Two great dining experiences stand out during our five days. Jamaican John Greaves recommended The Old Customs House Restaurant run by Anthony Gear, an English resident of St Petersburg since 1992. At the mention of John John's name, champagne appeared at our table. We enjoyed an excellent meal while African American blues provided the perfect background atmosphere in the cozy, brick-lined enclave. I was floored to meet the singer, Russian Dmitri Koustov, who together with Gear is making a blues CD. A complimentary after-dinner glass of Chateau Lafaurie Peyraguey Grand Cru de Sauternes 1919 led to Mr Gear carrying us off to another restaurant he represents, Gloss Wok & Sushi, very mod, youthful with an attractive menu, in the courtyard of the Stroganov Palace. From there, he led us into the most highly rated Russian Empire Restaurant, Nevsky Prospekt, 17, inside Stroganov Palace with opulent gold-encrusted crystal and porcelain place settings, and five halls restored for dining.

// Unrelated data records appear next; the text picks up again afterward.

/// Page model and database operations
///
/// Pages carry a block-tree `content` column (see `crate::content`) and a
/// draft/published lifecycle. Slugs are unique per team.
///
/// # Schema
///
/// ```sql
/// CREATE TABLE pages (
///     id UUID PRIMARY KEY DEFAULT gen_random_uuid(),
///     team_id UUID NOT NULL REFERENCES teams(id) ON DELETE CASCADE,
///     author_id UUID REFERENCES users(id) ON DELETE SET NULL,
///     title VARCHAR(255) NOT NULL,
///     slug VARCHAR(255) NOT NULL,
///     status VARCHAR(50) NOT NULL DEFAULT 'draft',
///     content JSONB NOT NULL DEFAULT '[]',
///     published_at TIMESTAMPTZ,
///     created_at TIMESTAMPTZ NOT NULL DEFAULT NOW(),
///     updated_at TIMESTAMPTZ NOT NULL DEFAULT NOW(),
///     UNIQUE (team_id, slug)
/// );
/// ```
///
/// # Example
///
/// ```no_run
/// use nextspark_shared::models::page::{Page, CreatePage};
/// use nextspark_shared::db::pool::{create_pool, DatabaseConfig};
/// use serde_json::json;
/// use uuid::Uuid;
///
/// # async fn example() -> Result<(), Box<dyn std::error::Error>> {
/// let pool = create_pool(DatabaseConfig::default()).await?;
///
/// let page = Page::create(&pool, CreatePage {
///     team_id: Uuid::new_v4(),
///     author_id: Some(Uuid::new_v4()),
///     title: "Landing".to_string(),
///     slug: "landing".to_string(),
///     content: json!([{"id": "b1", "blockSlug": "hero", "props": {"heading": "Hi"}}]),
/// }).await?;
///
/// Page::publish(&pool, page.id, page.team_id).await?;
/// # Ok(())
/// # }
/// ```

use chrono::{DateTime, Utc};
use serde::{Deserialize, Serialize};
use serde_json::Value as JsonValue;
use sqlx::PgPool;
use uuid::Uuid;

/// Page lifecycle status
#[derive(Debug, Clone, Copy, PartialEq, Eq, Serialize, Deserialize)]
#[serde(rename_all = "lowercase")]
pub enum PageStatus {
    /// Visible only to the team
    Draft,

    /// Publicly visible
    Published,
}

impl PageStatus {
    /// Converts status to string for database storage
    pub fn as_str(&self) -> &'static str {
        match self {
            PageStatus::Draft => "draft",
            PageStatus::Published => "published",
        }
    }

    /// Parses status from string
    pub fn parse(s: &str) -> Option<Self> {
        match s {
            "draft" => Some(PageStatus::Draft),
            "published" => Some(PageStatus::Published),
            _ => None,
        }
    }
}

/// Page model with block-tree content
#[derive(Debug, Clone, Serialize, Deserialize, sqlx::FromRow)]
pub struct Page {
    /// Unique page ID
    pub id: Uuid,

    /// Team this page belongs to
    pub team_id: Uuid,

    /// Author (nullable if user deleted)
    pub author_id: Option<Uuid>,

    /// Page title
    pub title: String,

    /// URL-safe slug, unique per team
    pub slug: String,

    /// Lifecycle status ("draft", "published")
    pub status: String,

    /// Block tree: JSON array of `{id, blockSlug, props}` objects
    pub content: JsonValue,

    /// When the page was last published (None if never)
    pub published_at: Option<DateTime<Utc>>,

    /// When the page was created
    pub created_at: DateTime<Utc>,

    /// When the page was last updated
    pub updated_at: DateTime<Utc>,
}

impl Page {
    /// Gets the parsed status enum
    pub fn get_status(&self) -> Option<PageStatus> {
        PageStatus::parse(&self.status)
    }
}

/// Input for creating a new page
#[derive(Debug, Clone, Serialize, Deserialize)]
pub struct CreatePage {
    /// Team ID
    pub team_id: Uuid,

    /// Author
    pub author_id: Option<Uuid>,

    /// Page title
    pub title: String,

    /// URL-safe slug
    pub slug: String,

    /// Block tree content
    pub content: JsonValue,
}

/// Input for updating a page
#[derive(Debug, Clone, Default, Serialize, Deserialize)]
pub struct UpdatePage {
    /// New title
    pub title: Option<String>,

    /// New slug
    pub slug: Option<String>,

    /// New block tree content
    pub content: Option<JsonValue>,
}

impl Page {
    /// Creates a new page in draft state
    pub async fn create(pool: &PgPool, data: CreatePage) -> Result<Self, sqlx::Error> {
        let page = sqlx::query_as::<_, Page>(
            r#"
            INSERT INTO pages (team_id, author_id, title, slug, content)
            VALUES ($1, $2, $3, $4, $5)
            RETURNING id, team_id, author_id, title, slug, status, content,
                      published_at, created_at, updated_at
            "#,
        )
        .bind(data.team_id)
        .bind(data.author_id)
        .bind(data.title)
        .bind(data.slug)
        .bind(data.content)
        .fetch_one(pool)
        .await?;

        Ok(page)
    }

    /// Finds a page by ID with team isolation
    pub async fn find_by_id_and_team(
        pool: &PgPool,
        id: Uuid,
        team_id: Uuid,
    ) -> Result<Option<Self>, sqlx::Error> {
        let page = sqlx::query_as::<_, Page>(
            r#"
            SELECT id, team_id, author_id, title, slug, status, content,
                   published_at, created_at, updated_at
            FROM pages
            WHERE id = $1 AND team_id = $2
            "#,
        )
        .bind(id)
        .bind(team_id)
        .fetch_optional(pool)
        .await?;

        Ok(page)
    }

    /// Finds a page by slug within a team
    pub async fn find_by_slug(
        pool: &PgPool,
        team_id: Uuid,
        slug: &str,
    ) -> Result<Option<Self>, sqlx::Error> {
        let page = sqlx::query_as::<_, Page>(
            r#"
            SELECT id, team_id, author_id, title, slug, status, content,
                   published_at, created_at, updated_at
            FROM pages
            WHERE team_id = $1 AND slug = $2
            "#,
        )
        .bind(team_id)
        .bind(slug)
        .fetch_optional(pool)
        .await?;

        Ok(page)
    }

    /// Updates a page with team isolation
    pub async fn update(
        pool: &PgPool,
        id: Uuid,
        team_id: Uuid,
        data: UpdatePage,
    ) -> Result<Option<Self>, sqlx::Error> {
        let mut query = String::from("UPDATE pages SET updated_at = NOW()");
        let mut bind_count = 2;

        if data.title.is_some() {
            bind_count += 1;
            query.push_str(&format!(", title = ${}", bind_count));
        }
        if data.slug.is_some() {
            bind_count += 1;
            query.push_str(&format!(", slug = ${}", bind_count));
        }
        if data.content.is_some() {
            bind_count += 1;
            query.push_str(&format!(", content = ${}", bind_count));
        }

        query.push_str(
            " WHERE id = $1 AND team_id = $2 RETURNING id, team_id, author_id, title, slug, \
             status, content, published_at, created_at, updated_at",
        );

        let mut q = sqlx::query_as::<_, Page>(&query).bind(id).bind(team_id);

        if let Some(title) = data.title {
            q = q.bind(title);
        }
        if let Some(slug) = data.slug {
            q = q.bind(slug);
        }
        if let Some(content) = data.content {
            q = q.bind(content);
        }

        let page = q.fetch_optional(pool).await?;

        Ok(page)
    }

    /// Publishes a page
    ///
    /// Sets status and the published_at timestamp.
    pub async fn publish(pool: &PgPool, id: Uuid, team_id: Uuid) -> Result<Option<Self>, sqlx::Error> {
        let page = sqlx::query_as::<_, Page>(
            r#"
            UPDATE pages
            SET status = 'published',
                published_at = NOW(),
                updated_at = NOW()
            WHERE id = $1 AND team_id = $2
            RETURNING id, team_id, author_id, title, slug, status, content,
                      published_at, created_at, updated_at
            "#,
        )
        .bind(id)
        .bind(team_id)
        .fetch_optional(pool)
        .await?;

        Ok(page)
    }

    /// Deletes a page with team isolation
    pub async fn delete(pool: &PgPool, id: Uuid, team_id: Uuid) -> Result<bool, sqlx::Error> {
        let result = sqlx::query("DELETE FROM pages WHERE id = $1 AND team_id = $2")
            .bind(id)
            .bind(team_id)
            .execute(pool)
            .await?;

        Ok(result.rows_affected() > 0)
    }

    /// Lists pages for a team with pagination
    pub async fn list_by_team(
        pool: &PgPool,
        team_id: Uuid,
        limit: i64,
        offset: i64,
    ) -> Result<Vec<Self>, sqlx::Error> {
        let pages = sqlx::query_as::<_, Page>(
            r#"
            SELECT id, team_id, author_id, title, slug, status, content,
                   published_at, created_at, updated_at
            FROM pages
            WHERE team_id = $1
            ORDER BY created_at DESC
            LIMIT $2 OFFSET $3
            "#,
        )
        .bind(team_id)
        .bind(limit)
        .bind(offset)
        .fetch_all(pool)
        .await?;

        Ok(pages)
    }

    /// Counts pages for a team
    pub async fn count_by_team(pool: &PgPool, team_id: Uuid) -> Result<i64, sqlx::Error> {
        let (count,): (i64,) = sqlx::query_as("SELECT COUNT(*) FROM pages WHERE team_id = $1")
            .bind(team_id)
            .fetch_one(pool)
            .await?;

        Ok(count)
    }
}

#[cfg(test)]
mod tests {
    use super::*;

    #[test]
    fn test_page_status_round_trip() {
        assert_eq!(PageStatus::parse("draft"), Some(PageStatus::Draft));
        assert_eq!(PageStatus::parse("published"), Some(PageStatus::Published));
        assert_eq!(PageStatus::parse("scheduled"), None);
    }
}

Photographs of President Putin, UK's Prince Andrew and other celebrities were displayed but the most exciting part was visiting the secret chambers, one within another and another. Less dramatic was the reasonably priced café inside the Art Nouveau style Singer building which houses a great bookstore and café overlooking Our Lady of Kazan Cathedral.
The final day, our anniversary, we splurged on a terribly expensive Sunday brunch in the elegant Grand Hotel Europe dining room where, from 12:30 p.m. until 4 p.m., guests indulged in all manner of exotic food under a vaulted ceiling of stained glass, while a live jazz band played. Black caviar, oysters, smoked salmon, pate de fois gras, roast lamb, ham, Italian pastas, Chinese duck, truly the most luxurious brunch I've ever seen, with Moet et Chandon, vodka, fine wines - and the nicest waiters! This is an experience I would definitely recommend as the perfect end to a fascinating introduction to Russia.